We’re creating three separate, fully functional data pipelines using less code than developers traditionally use in a single scraper.

from brightdata import bdclient
import json


#initialize the client
client = bdclient(
    api_token="<your-bright-data-api-key>",
    web_unlocker_zone="<your-zone-name>"
    )


#search the web
results = json.loads(client.search("best Python web scraping libraries", parse=True))


with open("google-results.json", "w") as file:
    json.dump(results, file, indent=4)


#scrape a page -- extract text, links and images
scraped_books = client.parse_content(
    client.scrape("https://books.toscrape.com"),
    extract_text=True,
    extract_links=True,
    extract_images=True)


with open("scraped-books.json", "w") as file:
    json.dump(scraped_books, file, indent=4)

    
    prompt = """
    What can you tell me about Data4AI (https://data4ai.com)? Please keep your answer short and factual.
    """

#ask chatGPT about data4ai, record the response
ai_response = client.search_chatGPT(prompt=prompt, web_search=True, sync=True)

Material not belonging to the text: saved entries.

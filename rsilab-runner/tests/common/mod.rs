//! Hand-built RSI paths with price tracking RSI.
//!
//! A resistance line runs from an 82 peak at bar 5 to a 74 lower high at
//! bar 40 and is crossed at bar 56.

#![allow(dead_code)]

use chrono::{TimeZone, Utc};
use rsilab_core::domain::{Candle, InstitutionalMetrics};
use rsilab_runner::EvaluationJob;

pub fn base_rsi() -> Vec<f64> {
    let mut rsi = vec![60.0, 64.0, 68.0, 72.0, 76.0, 82.0, 76.0, 70.0, 64.0, 58.0, 55.0];
    rsi.extend([
        52.0, 50.0, 48.0, 47.0, 49.0, 52.0, 55.0, 53.0, 50.0, 48.0, 46.0, 47.0, 50.0, 53.0, 55.0,
        54.0, 51.0, 49.0, 47.0, 46.0, 48.0, 51.0, 53.0, 54.0, 55.0,
    ]);
    rsi.extend([56.0, 60.0, 64.0, 68.0, 74.0, 68.0, 63.0, 59.0, 56.0, 55.0]);
    rsi.extend([56.0, 57.5, 59.0, 60.5, 62.0, 63.5, 65.0, 66.5, 68.0, 69.5, 72.0]);
    rsi
}

/// Breakout at 56, pullback to the line at 62.
pub fn retest_rsi() -> Vec<f64> {
    let mut rsi = base_rsi();
    rsi.extend([74.0, 75.0, 75.0, 72.0, 69.0, 70.0]);
    rsi
}

/// Breakout at 56, twenty bars of extension.
pub fn continuation_rsi() -> Vec<f64> {
    let mut rsi = base_rsi();
    rsi.extend((57..77).map(|i| 72.0 + 0.2 * (i - 56) as f64));
    rsi
}

/// Close moves half a price point per RSI point; range ±0.5.
pub fn candles_tracking(rsi: &[f64]) -> Vec<Candle> {
    rsi.iter()
        .enumerate()
        .map(|(i, &r)| {
            let close = 100.0 + 0.5 * (r - 50.0);
            Candle {
                open_time: Utc.timestamp_opt(1_700_000_000 + i as i64 * 3600, 0).unwrap(),
                open: close,
                high: close + 0.5,
                low: close - 0.5,
                close,
                volume: 1_000.0,
            }
        })
        .collect()
}

pub fn rising_obv(n: usize) -> Vec<f64> {
    (0..n).map(|i| 1_000.0 + 10.0 * i as f64).collect()
}

pub fn strong_flow() -> InstitutionalMetrics {
    InstitutionalMetrics::with_oi_z_score(2.0, true)
}

pub fn job(symbol: &str, rsi: Vec<f64>) -> EvaluationJob {
    EvaluationJob {
        symbol: symbol.to_string(),
        candles: candles_tracking(&rsi),
        obv: rising_obv(rsi.len()),
        rsi,
        atr: Some(1.0),
        institutional: strong_flow(),
        htf_rsi: None,
    }
}
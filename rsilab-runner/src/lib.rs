//! RsiLab Runner: batch evaluation, replay and replay statistics.
//!
//! This crate builds on `rsilab-core` to provide:
//! - Runner configuration: named strategy variants with TOML overrides
//! - Parallel (instrument × variant) batch evaluation on rayon
//! - Simplified bar-by-bar replay of historical series
//! - R-multiple statistics over replayed trades
//! - Tracing subscriber setup

pub mod batch;
pub mod config;
pub mod logging;
pub mod metrics;
pub mod replay;

pub use batch::{BatchEvaluator, EvaluationJob, JobResult};
pub use config::{RunnerConfig, RunnerError, VariantSpec};
pub use logging::init_tracing;
pub use metrics::ReplayMetrics;
pub use replay::{replay, ExitReason, ReplayReport, ReplaySeries, ReplayTrade};
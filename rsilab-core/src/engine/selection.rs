//! Candidate selection across trade sides.
//!
//! With `LongShort` both a resistance and a support line may exist. An
//! actionable interaction always wins; among several, the most recent
//! breakout wins and ties keep the long side. Without an actionable one the
//! most informative non-actionable outcome is reported.

use crate::domain::TradeSide;
use crate::trendline::{Interaction, InteractionKind, Trendline};

/// A fitted line and its interaction for one side.
#[derive(Debug, Clone, PartialEq)]
pub struct Candidate {
    pub side: TradeSide,
    pub trendline: Trendline,
    pub interaction: Interaction,
}

/// Outcome of choosing among the per-side candidates.
#[derive(Debug, Clone, Copy, PartialEq)]
pub enum Selection<'a> {
    /// Initial breakout or retest; goes on to the gates.
    Actionable(&'a Candidate),
    /// Broken too long ago or too far from the line.
    Stale(&'a Candidate),
    /// Line found but intact.
    Intact(&'a Candidate),
    NoTrendline,
}

pub fn select(candidates: &[Candidate]) -> Selection<'_> {
    let mut actionable: Option<&Candidate> = None;
    for c in candidates.iter().filter(|c| c.interaction.kind.is_actionable()) {
        let newer = actionable.map_or(true, |best| {
            c.interaction.breakout_index > best.interaction.breakout_index
        });
        if newer {
            actionable = Some(c);
        }
    }
    if let Some(c) = actionable {
        return Selection::Actionable(c);
    }

    let stale = candidates
        .iter()
        .filter(|c| c.interaction.kind == InteractionKind::Continuation)
        .min_by_key(|c| c.interaction.bars_since_breakout);
    if let Some(c) = stale {
        return Selection::Stale(c);
    }

    match candidates.first() {
        Some(c) => Selection::Intact(c),
        None => Selection::NoTrendline,
    }
}
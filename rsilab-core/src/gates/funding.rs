//! Funding crowding gate: refuse to join an already crowded side.
//!
//! Longs are rejected when perpetual funding is strongly positive or the
//! long/short account ratio is stretched; shorts mirror this. Missing inputs
//! reject while the gate is enabled.

use crate::config::FundingGateConfig;
use crate::domain::TradeSide;

use super::{ConfirmationGate, GateContext, GateKind, GateOutcome};

#[derive(Debug, Clone)]
pub struct FundingGate {
    config: FundingGateConfig,
}

impl FundingGate {
    pub fn new(config: FundingGateConfig) -> Self {
        Self { config }
    }
}

impl ConfirmationGate for FundingGate {
    fn kind(&self) -> GateKind {
        GateKind::FundingCrowding
    }

    fn check(&self, ctx: &GateContext<'_>) -> GateOutcome {
        if !self.config.enabled {
            return GateOutcome::skipped(self.kind());
        }
        let metrics = ctx.snapshot.institutional;
        let finite = |v: Option<f64>| v.filter(|x| x.is_finite());
        let (Some(funding), Some(ratio)) =
            (finite(metrics.funding_rate), finite(metrics.long_short_ratio))
        else {
            return GateOutcome::rejected(self.kind(), "funding or long/short ratio unavailable");
        };

        let max_funding = self.config.max_funding_rate;
        let max_ratio = self.config.max_long_short_ratio;
        let crowded = match ctx.side {
            TradeSide::Long if funding > max_funding => {
                Some(format!("funding {funding:.5} above {max_funding:.5}"))
            }
            TradeSide::Long if ratio > max_ratio => {
                Some(format!("long/short ratio {ratio:.2} above {max_ratio:.2}"))
            }
            TradeSide::Short if funding < -max_funding => {
                Some(format!("funding {funding:.5} below {:.5}", -max_funding))
            }
            TradeSide::Short if ratio < 1.0 / max_ratio => Some(format!(
                "long/short ratio {ratio:.2} below {:.2}",
                1.0 / max_ratio
            )),
            _ => None,
        };

        let outcome = match crowded {
            Some(reason) => GateOutcome::rejected(self.kind(), reason),
            None => GateOutcome::passed(self.kind()),
        };
        outcome
            .with_metric("funding_rate", funding)
            .with_metric("long_short_ratio", ratio)
    }
}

response = ai_response["answer_text"]


prompt_response_object = {
    "prompt": prompt.strip(),
    "response": response
}


with open("prompt-response.json", "w") as file:
    json.dump([prompt_response_object], file, indent=4, ensure_ascii=False)
  • SERP data pipeline: client.search() handles the entire SERP scrape from start to finish. It actually takes more code to write the JSON file than to get the search results.
  • Books data pipeline: We get our results using client.scrape() and we pass its output directly into client.parse_content() which extracts the data.
  • ChatGPT pipeline: With client.search_chatGPT(), we get the power to simply ask a question and receive an answer. We set both web_search and sync to True. This allows us to maintain a connection with the chat session and record our results once they come in.

With the Bright Data Python SDK, not only can you start scraping in minutes, you can automate entire pipelines in just two or three lines of code.

Conclusion: Let the past REST in peace

Python files are getting smaller and smaller. What once took hours, even days, can now be accomplished with an API key and just a few lines of code. In the past, Representational State Transfer (REST) was the standard — HTTP requests with manual parsing and proxy rotation. In this day and age, skipping the boilerplate is just the tip of the iceberg. What once took weeks to develop can be accomplished in a single day — sometimes even just a few minutes.